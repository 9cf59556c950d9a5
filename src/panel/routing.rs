//! Selective egress route in the xray template
//!
//! The outbound and the rule pointing at it are checked separately, so a run
//! that stopped between the two is completed rather than skipped.

use serde_json::{json, Map, Value};

use crate::config::RoutingSettings;

fn ensure_object(config: &mut Value) {
    if !config.is_object() {
        *config = Value::Object(Map::new());
    }
}

pub fn has_outbound(config: &Value, tag: &str) -> bool {
    config["outbounds"]
        .as_array()
        .map(|outbounds| outbounds.iter().any(|o| o["tag"] == tag))
        .unwrap_or(false)
}

pub fn has_routing_rule(config: &Value, tag: &str) -> bool {
    config["routing"]["rules"]
        .as_array()
        .map(|rules| rules.iter().any(|r| r["outboundTag"] == tag))
        .unwrap_or(false)
}

/// Append the socks egress outbound unless one with the tag exists
///
/// Returns whether the config changed.
pub fn ensure_outbound(config: &mut Value, routing: &RoutingSettings) -> bool {
    if has_outbound(config, &routing.warp_tag) {
        return false;
    }
    let outbound = json!({
        "protocol": "socks",
        "tag": routing.warp_tag,
        "settings": {
            "servers": [{"address": routing.warp_address, "port": routing.warp_port}]
        }
    });

    ensure_object(config);
    match config["outbounds"].as_array_mut() {
        Some(outbounds) => outbounds.push(outbound),
        None => config["outbounds"] = json!([outbound]),
    }
    true
}

/// Put the domain rule for the egress outbound at the head of the rule list
///
/// Returns whether the config changed.
pub fn ensure_routing_rule(config: &mut Value, routing: &RoutingSettings) -> bool {
    if has_routing_rule(config, &routing.warp_tag) {
        return false;
    }
    let rule = json!({
        "type": "field",
        "outboundTag": routing.warp_tag,
        "domain": routing.warp_domains,
    });

    ensure_object(config);
    ensure_object(&mut config["routing"]);
    match config["routing"]["rules"].as_array_mut() {
        Some(rules) => rules.insert(0, rule),
        None => config["routing"]["rules"] = json!([rule]),
    }
    true
}

#[cfg(test)]
mod tests {
    use super::*;

    fn count_tag(config: &Value) -> (usize, usize) {
        let outbounds = config["outbounds"]
            .as_array()
            .unwrap()
            .iter()
            .filter(|o| o["tag"] == "warp")
            .count();
        let rules = config["routing"]["rules"]
            .as_array()
            .unwrap()
            .iter()
            .filter(|r| r["outboundTag"] == "warp")
            .count();
        (outbounds, rules)
    }

    #[test]
    fn test_adds_once() {
        let routing = RoutingSettings::default();
        let mut config = json!({
            "outbounds": [{"protocol": "freedom", "tag": "direct"}],
            "routing": {"rules": [{"type": "field", "outboundTag": "blocked", "ip": ["geoip:private"]}]}
        });

        assert!(ensure_outbound(&mut config, &routing));
        assert!(ensure_routing_rule(&mut config, &routing));
        assert!(!ensure_outbound(&mut config, &routing));
        assert!(!ensure_routing_rule(&mut config, &routing));

        assert_eq!(count_tag(&config), (1, 1));
        assert_eq!(config["routing"]["rules"][0]["outboundTag"], "warp");
        assert_eq!(config["routing"]["rules"][1]["outboundTag"], "blocked");
        assert_eq!(config["outbounds"][1]["settings"]["servers"][0]["port"], 1080);
        assert_eq!(config["routing"]["rules"][0]["domain"].as_array().unwrap().len(), 9);
    }

    #[test]
    fn test_completes_half_applied_route() {
        let routing = RoutingSettings::default();
        let mut config = json!({
            "outbounds": [{"protocol": "socks", "tag": "warp"}]
        });

        assert!(!ensure_outbound(&mut config, &routing));
        assert!(ensure_routing_rule(&mut config, &routing));
        assert_eq!(count_tag(&config), (1, 1));
    }

    #[test]
    fn test_empty_config() {
        let routing = RoutingSettings::default();
        let mut config = Value::Null;
        assert!(ensure_outbound(&mut config, &routing));
        assert!(ensure_routing_rule(&mut config, &routing));
        assert_eq!(count_tag(&config), (1, 1));
    }
}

◆ ◆ ◆ ◆ ◆ ◆ ◆

» WHAT YOU ARE ASKED TO DO
Wherever a line in the entries holds "rules", copy that line.

» EXERCISE ANSWER
    config["routing"]["rules"]
        .map(|rules| rules.iter().any(|r| r["outboundTag"] == tag))
    match config["routing"]["rules"].as_array_mut() {
        Some(rules) => rules.insert(0, rule),
        None => config["routing"]["rules"] = json!([rule]),
        let rules = config["routing"]["rules"]
        (outbounds, rules)
            "routing": {"rules": [{"type": "field", "outboundTag": "blocked", "ip": ["geoip:private"]}]}
        assert_eq!(config["routing"]["rules"][0]["outboundTag"], "warp");
        assert_eq!(config["routing"]["rules"][1]["outboundTag"], "blocked");
        assert_eq!(config["routing"]["rules"][0]["domain"].as_array().unwrap().len(), 9);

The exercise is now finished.